Tarek zuckte mit den Schultern. „Kinder mit dem Blut des Königs haben Vorrang. Baras war ja nur der angenommene Sohn."

„Das ist nicht wirklich fair."fand Iris.

„Ja, aber so will es das Gesetz. Außerdem, ich glaube nicht, dass Baras einen guten König abgegeben hätte."

„Keinen so guten wie du meinst du." meinte Iris sarkastisch, aber Tarek ging gar nicht auf ihren Tonfall ein.

„Das weiß ich nicht. Aber ich weiß, dass mein Vater ein besserer war als er gewesen wäre.
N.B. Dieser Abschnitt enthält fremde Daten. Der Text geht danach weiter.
use noto_sans_mono_bitmap::{get_raster, FontWeight, RasterHeight, RasterizedChar};
use spin::Mutex;
use lazy_static::lazy_static;

// --- CONFIGURATION ---
const LINE_SPACING: usize = 2;
const LETTER_SPACING: usize = 0;
const BORDER_PADDING: usize = 10;
const GLYPH_HEIGHT: usize = 16;
const BACKGROUND: u32 = 0x00101820;

// --- THE CONSOLE ---
/// Text console drawn straight into the Limine framebuffer.
pub struct Writer {
    video_ptr: *mut u32,
    width: usize,
    height: usize,
    pitch: usize,
    cursor_x: usize,
    cursor_y: usize,
}

// SAFETY: the framebuffer is only touched through the WRITER mutex.
unsafe impl Send for Writer {}

lazy_static! {
    pub static ref WRITER: Mutex<Option<Writer>> = Mutex::new(None);
}

impl Writer {
    /// Installs the console. `pitch` is in pixels, not bytes.
    pub fn init(video_ptr: *mut u32, width: usize, height: usize, pitch: usize) {
        let mut console = Writer {
            video_ptr,
            width,
            height,
            pitch,
            cursor_x: BORDER_PADDING,
            cursor_y: BORDER_PADDING,
        };
        console.clear();
        *WRITER.lock() = Some(console);
    }

    pub fn clear(&mut self) {
        for y in 0..self.height {
            for x in 0..self.width {
                self.put_pixel(x, y, BACKGROUND);
            }
        }
        self.cursor_x = BORDER_PADDING;
        self.cursor_y = BORDER_PADDING;
    }

    pub fn write_string(&mut self, s: &str) {
        for c in s.chars() {
            match c {
                '\n' => self.new_line(),
                c => {
                    if self.cursor_x + 10 >= self.width {
                        self.new_line();
                    }
                    self.draw_char(c);
                }
            }
        }
    }

    fn new_line(&mut self) {
        self.cursor_y += GLYPH_HEIGHT + LINE_SPACING;
        self.cursor_x = BORDER_PADDING;

        // No scrollback: wrap to the top of a fresh screen.
        if self.cursor_y + GLYPH_HEIGHT + BORDER_PADDING > self.height {
            self.clear();
        }
    }

    fn glyph(c: char) -> Option<RasterizedChar> {
        get_raster(c, FontWeight::Regular, RasterHeight::Size16)
            .or_else(|| get_raster('?', FontWeight::Regular, RasterHeight::Size16))
    }

    fn draw_char(&mut self, c: char) {
        let Some(raster) = Self::glyph(c) else { return };

        for (y, row) in raster.raster().iter().enumerate() {
            for (x, intensity) in row.iter().enumerate() {
                if *intensity > 0 {
                    let i = *intensity as u32;
                    self.put_pixel(self.cursor_x + x, self.cursor_y + y, (i << 16) | (i << 8) | i);
                }
            }
        }
        self.cursor_x += raster.width() + LETTER_SPACING;
    }

    fn put_pixel(&mut self, x: usize, y: usize, color: u32) {
        if x < self.width && y < self.height {
            unsafe { *self.video_ptr.add(y * self.pitch + x) = color };
        }
    }
}

/// Prints to the console if one exists. Uses `try_lock` so a core that
/// faults mid-print does not wedge everyone else.
pub fn print(s: &str) {
    if let Some(mut guard) = WRITER.try_lock() {
        if let Some(console) = guard.as_mut() {
            console.write_string(s);
        }
    }
}
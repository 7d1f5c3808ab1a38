pub mod error;
pub mod jwt;
pub mod response;
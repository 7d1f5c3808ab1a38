use axum::extract::{Path, State};
use axum::response::Response;
use axum::Json;
use chrono::Utc;
use serde::Deserialize;

use crate::middleware::CurrentUser;
use crate::models::EventId;
use crate::state::AppState;
use crate::utils::error::AppError;
use crate::utils::response::{empty_success, success};

#[derive(Debug, Deserialize)]
pub struct CancelEventRequest {
    #[serde(default)]
    pub reason: String,
}

/// Public: the booking page polls this to grey out taken seats.
pub async fn event_availability(
    State(state): State<AppState>,
    Path(event_id): Path<EventId>,
) -> Result<Response, AppError> {
    let event = state
        .repos
        .events
        .find_event(event_id)
        .await?
        .ok_or_else(|| AppError::event_not_found(event_id))?;

    let availability = state.reservations.ledger().availability(&event).await?;
    Ok(success(availability, "Availability retrieved"))
}

pub async fn cancel_event(
    State(state): State<AppState>,
    Path(event_id): Path<EventId>,
    CurrentUser(user): CurrentUser,
    Json(request): Json<CancelEventRequest>,
) -> Result<Response, AppError> {
    let report = state
        .reservations
        .cancel_event(event_id, &user, &request.reason, Utc::now())
        .await?;

    let message = format!(
        "The event has been cancelled and {} participant(s) were notified.",
        report.participants_notified
    );
    Ok(success(
        serde_json::json!({
            "event_id": report.event.id,
            "cancelled_at": report.event.cancellation.as_ref().map(|c| c.cancelled_at),
            "participants_notified": report.participants_notified,
            "notifications_failed": report.notifications.failed,
        }),
        message,
    ))
}

pub async fn delete_event(
    State(state): State<AppState>,
    Path(event_id): Path<EventId>,
    CurrentUser(user): CurrentUser,
) -> Result<Response, AppError> {
    state.reservations.delete_event(event_id, &user).await?;
    Ok(empty_success("Event deleted"))
}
Ihm ist das Volk egal. Er beschäftigt sich hauptsächlich mit allem, was glänzt. Und er ist..."

„..,falsch."ergänzte Iris. Tarek nickte überrascht. „Ja, er tut immer so freundlich, aber irgendwie nehme ich ihm das nicht ab."Er wirkte erleichtert, dass Iris genau so empfand.

„Es ist diese Lächeln, nicht wahr?"Sie schnitt eine Grimasse, indem sie versuchte Baras' so schrecklich gütige Lächeln nachzuahmen. „Sooo."

Tarek kugelte sich vor Lachen. „Nein, warte mal."Er konzentrierte sich kurz. „So geht das."

Seine Grimasse sah nicht viel besser aus als Iris'. Aber es reichte, dass Iris vor Lachen die Tränen in die Augen stiegen. „Hör auf!"prustete sie, doch Tarek konnte nicht. Weil Iris lachte, musst er lachen und weil Tarek lachte, musste Iris lachen. Keiner von beiden konnte mehr an sich halten.

Legolas hörte den Lachanfall der beiden. „Muss eine hysterische Überreaktion sein."dachte er kopfschüttelnd.